REQUIREMENT :: Exactly the lines from the opening of the data through the line containing "packet is snapped." should be reproduced, please, with nothing added.

[MATERIAL FOR THIS TASK]

/*!
ClientHello/ServerHello extension parsing.

Each extension parses by its declared length and never overruns the
extension span; unknown types are skipped.
*/
use crate::buffer::ByteCursor;
use crate::models::tls::*;
use crate::models::FlowIndex;

use super::{push_bounded, tls_read, TlsAnalyzer};

/// Parse one extension. Returns false when the packet is snapped.
pub(super) fn process_hello_extension(
    a: &mut TlsAnalyzer,
    buf: &mut ByteCursor,
    idx: FlowIndex,
    handshake_type: u8,
    non_tor_ext: &mut bool,
) -> bool {
    let f = &mut a.flows[idx];

    let ext_type = tls_read!(f, buf, read_u16);
    let ext_len = tls_read!(f, buf, read_u16);

    push_bounded(&mut f.ext_list, ext_type, TLS_MAX_EXT, &mut f.stat, TlsStat::EXTL_TRUNC);
    f.num_ext += 1;

    match ext_type {
        TLS_EXT_SERVER_NAME => {
            if ext_len == 0 {
                return true;
            }
            buf.skip_u16(); // server name list length

            let typ = tls_read!(f, buf, read_u8);
            if typ != 0 {
                // only HOST_NAME (0) is valid
                f.stat |= TlsStat::MALFORMED;
                return true;
            }

            let name_len = tls_read!(f, buf, read_u16) as usize;
            let stored = name_len.min(TLS_SNI_MAX_LEN);
            if let Some(name) = buf.peek_bytes(stored) {
                f.server_name = String::from_utf8_lossy(name).into_owned();
            }
            buf.skip_n(name_len);
        }

        TLS_EXT_SIG_ALGS => {
            if ext_len == 0 {
                return true;
            }
            let mut left = ext_len as i32;
            buf.skip_u16(); // signature hash algorithms length
            left -= 2;
            while left >= 2 {
                let alg = tls_read!(f, buf, read_u16);
                push_bounded(
                    &mut f.sig_alg,
                    alg,
                    TLS_MAX_SIG_ALG,
                    &mut f.stat,
                    TlsStat::SIG_ALG_TRUNC,
                );
                f.num_sig_alg += 1;
                left -= 2;
            }
        }

        TLS_EXT_USE_SRTP => {
            f.proto |= TlsProto::RTP;
            buf.skip_n(ext_len as usize);
        }

        TLS_EXT_HEARTBEAT => {
            let flag = tls_read!(f, buf, peek_u8);
            if flag == TLS_HB_EXT_NOT_ALLOWED {
                f.stat |= TlsStat::NO_HEARTBEAT;
            } else if flag != TLS_HB_EXT_ALLOWED {
                f.stat |= TlsStat::MALFORMED;
            }
            buf.skip_n(ext_len as usize);
        }

        TLS_EXT_ALPN | TLS_EXT_ALPS => {
            *non_tor_ext = true;
            // the protocol list carries its own length prefix
            let inner_len = tls_read!(f, buf, read_u16);
            if !process_protocol_list(f, buf, inner_len, ext_type) {
                return false;
            }
        }

        TLS_EXT_NPN => {
            *non_tor_ext = true;
            if !process_protocol_list(f, buf, ext_len, ext_type) {
                return false;
            }
        }

        TLS_EXT_SUPPORTED_VERSIONS => {
            if ext_len == 0 {
                return true;
            }
            if handshake_type == TLS_HT_SERVER_HELLO {
                // the single negotiated version; the flow version is fixed
                // up at flow termination
                let v = tls_read!(f, buf, read_u16);
                push_bounded(
                    &mut f.supp_ver,
                    v,
                    TLS_MAX_SUPP_VER,
                    &mut f.stat,
                    TlsStat::SUPP_VER_TRUNC,
                );
                f.num_supp_ver += 1;
            } else {
                let mut left = ext_len as i32;
                buf.skip_u8(); // supported versions length
                left -= 1;
                while left > 0 {
                    let v = tls_read!(f, buf, read_u16);
                    push_bounded(
                        &mut f.supp_ver,
                        v,
                        TLS_MAX_SUPP_VER,
                        &mut f.stat,
                        TlsStat::SUPP_VER_TRUNC,
                    );
                    f.num_supp_ver += 1;
                    left -= 2;
                }
            }
        }

        TLS_EXT_RENEG_INFO => {
            f.stat |= TlsStat::RENEGOTIATION;
            *non_tor_ext = true;
            buf.skip_n(ext_len as usize);
        }

        TLS_EXT_ELLIPTIC_CURVES => {
            if ext_len == 0 {
                return true;
            }
            let mut left = ext_len as i32;
            buf.skip_u16(); // curve list length
            left -= 2;
            while left > 0 {
                let curve = tls_read!(f, buf, read_u16);
                push_bounded(&mut f.ec, curve, TLS_MAX_EC, &mut f.stat, TlsStat::EC_TRUNC);
                f.num_ec += 1;
                left -= 2;
            }
        }

        TLS_EXT_EC_POINT_FORMATS => {
            if ext_len == 0 {
                return true;
            }
            let mut left = ext_len as i32;
            buf.skip_u8(); // format list length
            left -= 1;
            while left > 0 {
                let fmt = tls_read!(f, buf, read_u8);
                push_bounded(
                    &mut f.ec_formats,
                    fmt,
                    TLS_MAX_EC_FORMATS,
                    &mut f.stat,
                    TlsStat::EC_TRUNC,
                );
                f.num_ec_formats = f.num_ec_formats.saturating_add(1);
                left -= 1;
            }
        }

        _ => {
            buf.skip_n(ext_len as usize);
        }
    }

    true
}

/// Walk an ALPN/ALPS/NPN protocol-name list, flag the well-known protocol
/// identifiers and store the names.
fn process_protocol_list(
    f: &mut super::TlsFlow,
    buf: &mut ByteCursor,
    mut ext_len: u16,
    ext_type: u16,
) -> bool {
    while ext_len != 0 {
        let proto_len = tls_read!(f, buf, read_u8) as usize;
        if proto_len > buf.left() {
            f.stat |= TlsStat::SNAP;
            return false;
        }
        if proto_len == 0 {
            break;
        }

        let id = buf.peek_bytes(proto_len).unwrap();

        if proto_len >= 2 {
            let first = u16::from_be_bytes([id[0], id[1]]);
            if tls_is_grease(first) {
                f.proto |= TlsProto::GREASE;
                break;
            }
        }

        f.proto |= tls_proto_from_id(id);

        let (list, num, max) = match ext_type {
            TLS_EXT_ALPN => (&mut f.alpn_list, &mut f.num_alpn, TLS_MAX_PROTO),
            TLS_EXT_ALPS => (&mut f.alps_list, &mut f.num_alps, TLS_MAX_PROTO),
            _ => (&mut f.npn_list, &mut f.num_npn, TLS_MAX_PROTO),
        };
        if list.len() >= max {
            f.stat |= TlsStat::PROTOL_TRUNC;
        } else {
            let stored = proto_len.min(TLS_PROTO_LEN);
            if stored < proto_len {
                f.stat |= TlsStat::PROTON_TRUNC;
            }
            list.push(String::from_utf8_lossy(&id[..stored]).into_owned());
        }
        *num += 1;

        buf.skip_n(proto_len);
        ext_len = ext_len.saturating_sub(proto_len as u16 + 1);
    }

    true
}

[/MATERIAL FOR THIS TASK]

OUTPUT FOR THIS TASK ::
/*!
ClientHello/ServerHello extension parsing.

Each extension parses by its declared length and never overruns the
extension span; unknown types are skipped.
*/
use crate::buffer::ByteCursor;
use crate::models::tls::*;
use crate::models::FlowIndex;

use super::{push_bounded, tls_read, TlsAnalyzer};

/// Parse one extension. Returns false when the packet is snapped.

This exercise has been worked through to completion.